The influx of revellers during the festival period also provides a significant boost to sectors such as hospitality, transport and retail.

In recent editions, KCCA has placed increasing emphasis on safety, environmental sustainability and inclusivity. Campaigns promoting cleanliness, responsible waste management and road safety have been integrated into festival activities, aligning with the broader goal of building a more organized and livable city. 

Community groups, youth organisations and creatives have also been given space to actively participate, making the festival not just a celebration but a platform for civic engagement.

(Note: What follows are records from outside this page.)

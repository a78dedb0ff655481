//! Recursive loader: inserts a document tree table by table.
//!
//! Single-object children are inserted before their parent so the parent row
//! can hold `{key}_id`; list items are inserted after it and carry
//! `parent_pk`. Every row carries the document's `doc_id`.
//!
//! Each branch runs inside a savepoint. When a row cannot be inserted the
//! savepoint is rolled back, discarding the children already written for it,
//! and the failure is recorded; sibling branches are unaffected.

use formbase_core::{
  ColumnDef, SchemaMap, SqlType, TableLayout,
  ident::{DOC_ID, PARENT_KEY, child_table, fold},
  report::{IngestReport, InsertError, RenamedColumn},
  shape::{Cell, FieldShape, fields},
};
use rusqlite::Connection;
use serde_json::{Map, Value};
use tracing::{info, trace, warn};

use crate::{
  Result, ddl,
  encode::encode_cell,
  materialize::{self, ColumnCache, Migration},
};

struct Pending {
  column: ColumnDef,
  cell:   Cell,
}

/// Inserts documents into tables reconciled from `schema`.
pub struct Loader<'a> {
  conn:   &'a Connection,
  doc_id: i64,
  schema: &'a SchemaMap,
  live:   ColumnCache,
  report: &'a mut IngestReport,
}

impl<'a> Loader<'a> {
  pub fn new(
    conn: &'a Connection,
    doc_id: i64,
    schema: &'a SchemaMap,
    report: &'a mut IngestReport,
  ) -> Self {
    Self { conn, doc_id, schema, live: ColumnCache::default(), report }
  }

  /// Insert `object` and everything below it into `table`.
  ///
  /// Returns the new row id, or `None` if this row's insert failed (the
  /// failure is in the report). `Err` is reserved for store failures that
  /// make further inserts meaningless.
  pub fn insert(&mut self, table: &str, object: &Map<String, Value>) -> Result<Option<i64>> {
    self.insert_branch(table, object, None, "$")
  }

  fn insert_branch(
    &mut self,
    table: &str,
    object: &Map<String, Value>,
    parent: Option<(&str, i64)>,
    path: &str,
  ) -> Result<Option<i64>> {
    self.conn.execute_batch("SAVEPOINT branch")?;
    let rows_before = self.report.rows_inserted;
    let added_before = self.report.columns_added.len();
    let created_before = self.report.tables_created.len();

    let mut pending: Vec<Pending> = Vec::new();
    if let Some((parent_table, parent_pk)) = parent {
      pending.push(Pending {
        column: ColumnDef::new(PARENT_KEY, SqlType::Integer).referencing(parent_table),
        cell:   Cell::Integer(parent_pk),
      });
    }

    let mut deferred = Vec::new();
    for field in fields(object) {
      if field.renamed
        && let Some(column) = &field.column
      {
        self.note_rename(table, field.key, column);
      }

      match (field.shape, field.column) {
        (FieldShape::Scalar(v), Some(name)) => {
          let sql_type = self
            .schema
            .column_type(table, &name)
            .or_else(|| SqlType::of_scalar(v))
            .unwrap_or(SqlType::Text);
          pending.push(Pending { column: ColumnDef::new(name, sql_type), cell: Cell::from_json(v) });
        }
        (FieldShape::ScalarList(items), Some(name)) => {
          pending.push(Pending {
            column: ColumnDef::new(name, SqlType::Text),
            cell:   Cell::from_list(items),
          });
        }
        (FieldShape::Object(child), Some(name)) => {
          let sub_table = child_table(table, field.key);
          let child_id =
            self.insert_branch(&sub_table, child, None, &child_path(path, field.key))?;
          pending.push(Pending {
            column: ColumnDef::new(name, SqlType::Integer).referencing(sub_table),
            cell:   Cell::from_row_id(child_id),
          });
        }
        (FieldShape::Rows(items), _) => {
          if !items.is_empty() {
            deferred.push((field.key, child_table(table, field.key), items));
          }
        }
        (_, None) => {}
      }
    }

    self.heal_columns(table, &mut pending)?;

    let mut columns: Vec<&str> = vec![DOC_ID];
    let mut values = vec![rusqlite::types::Value::Integer(self.doc_id)];
    for p in &pending {
      columns.push(&p.column.name);
      values.push(encode_cell(p.cell.clone()));
    }

    let inserted = self
      .conn
      .execute(&ddl::insert(table, &columns), rusqlite::params_from_iter(values));

    let row_id = match inserted {
      Ok(_) => self.conn.last_insert_rowid(),
      Err(e) => {
        self.conn.execute_batch("ROLLBACK TO branch; RELEASE branch")?;
        // DDL inside the savepoint was undone as well.
        self.live.clear();
        self.report.columns_added.truncate(added_before);
        self.report.tables_created.truncate(created_before);

        let discarded_rows = self.report.rows_inserted - rows_before;
        self.report.rows_inserted = rows_before;
        let orphaned_items = deferred.iter().map(|(_, _, items)| items.len()).sum();

        warn!(table, path, error = %e, discarded_rows, orphaned_items, "insert failed, branch skipped");
        self.report.skipped.push(InsertError {
          table: table.to_owned(),
          path: path.to_owned(),
          message: e.to_string(),
          discarded_rows,
          orphaned_items,
        });
        return Ok(None);
      }
    };
    self.report.rows_inserted += 1;
    trace!(table, path, row_id, "row inserted");

    for (key, sub_table, items) in deferred {
      for (i, item) in items.iter().enumerate() {
        let item_path = format!("{}[{i}]", child_path(path, key));
        self.insert_branch(&sub_table, item, Some((table, row_id)), &item_path)?;
      }
    }

    self.conn.execute_batch("RELEASE branch")?;
    Ok(Some(row_id))
  }

  /// Make sure every pending column exists, creating the table or adding
  /// columns as needed. Columns that cannot be added are dropped from
  /// `pending` (their warning is already in the report).
  fn heal_columns(&mut self, table: &str, pending: &mut Vec<Pending>) -> Result<()> {
    let Some(live) = self.live.columns(self.conn, table)? else {
      let mut layout = TableLayout::new(table);
      for p in pending.iter() {
        let c = &p.column;
        layout.observe(&c.name, Some(c.sql_type), c.references.as_deref(), Default::default());
      }
      materialize::ensure_table(self.conn, &layout)?.record(self.report);
      return Ok(());
    };

    if pending.iter().all(|p| live.contains(&fold(&p.column.name))) {
      return Ok(());
    }

    let mut migration = Migration { table: table.to_owned(), ..Migration::default() };
    let wanted = pending.iter().map(|p| p.column.clone());
    materialize::add_missing_columns(self.conn, table, live, wanted, &mut migration);
    pending.retain(|p| live.contains(&fold(&p.column.name)));
    migration.record(self.report);
    Ok(())
  }

  fn note_rename(&mut self, table: &str, key: &str, column: &str) {
    let seen = self.report.renamed.iter().any(|r| r.table == table && r.key == key);
    if !seen {
      info!(table, key, column, "key stored under a suffixed column");
      self.report.renamed.push(RenamedColumn {
        table:  table.to_owned(),
        key:    key.to_owned(),
        column: column.to_owned(),
      });
    }
  }
}

/// `path` extended by `key`: `$.b` for plain keys, `$["Batch No."]` for keys
/// that would make the path ambiguous.
fn child_path(path: &str, key: &str) -> String {
  let plain = !key.is_empty() && key.chars().all(|c| c.is_ascii_alphanumeric() || c == '_');
  if plain {
    format!("{path}.{key}")
  } else {
    format!("{path}[{}]", Value::from(key))
  }
}

#[cfg(test)]
mod tests {
  use super::child_path;

  #[test]
  fn awkward_keys_are_bracketed() {
    assert_eq!(child_path("$", "items"), "$.items");
    assert_eq!(child_path("$.a", "Batch No."), "$.a[\"Batch No.\"]");
    assert_eq!(child_path("$", "x[0]"), "$[\"x[0]\"]");
    assert_eq!(child_path("$", "say \"hi\""), "$[\"say \\\"hi\\\"\"]");
    assert_eq!(child_path("$", ""), "$[\"\"]");
  }
}
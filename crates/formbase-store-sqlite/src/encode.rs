//! Conversions between engine values and the representations bound to or
//! read from SQLite.

use formbase_core::{document::Document, shape::Cell};
use rusqlite::types::Value as SqlValue;

pub fn encode_cell(cell: Cell) -> SqlValue {
  match cell {
    Cell::Null => SqlValue::Null,
    Cell::Integer(i) => SqlValue::Integer(i),
    Cell::Real(f) => SqlValue::Real(f),
    Cell::Text(s) => SqlValue::Text(s),
  }
}

// ─── Row types ───────────────────────────────────────────────────────────────

/// A `doc_info` row.
pub struct RawDocument {
  pub doc_id:   i64,
  pub doc_name: String,
}

impl RawDocument {
  pub fn from_row(row: &rusqlite::Row<'_>) -> rusqlite::Result<Self> {
    Ok(Self { doc_id: row.get(0)?, doc_name: row.get(1)? })
  }

  pub fn into_document(self) -> Document {
    Document { doc_id: self.doc_id, doc_name: self.doc_name }
  }
}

The Ruparelia Foundation’s involvement has played a notable role in supporting these ambitions. Known for its investments in education, health and community welfare, the foundation has consistently backed initiatives that promote social transformation. Its support towards the festival has contributed to enhancing organization, boosting participation and ensuring that the event reaches a wider audience.

The partnerships with KCCA are essential for sustaining the growth of the festival and maintaining its status as a unifying event for the city. By working with corporate and philanthropic entities, the authority is able to expand the scale and impact of the celebrations while sharing responsibility for delivering a successful event.

The recognition of the Ruparelia Foundation therefore not only celebrates its contribution to the 2025 edition but also underscores the importance of collaboration in shaping Kampala’s future. 

The stakeholders are optimistic that the Kampala City Festival will play an even bigger role in showcasing its identity, driving economic activity and strengthening the bond among its residents.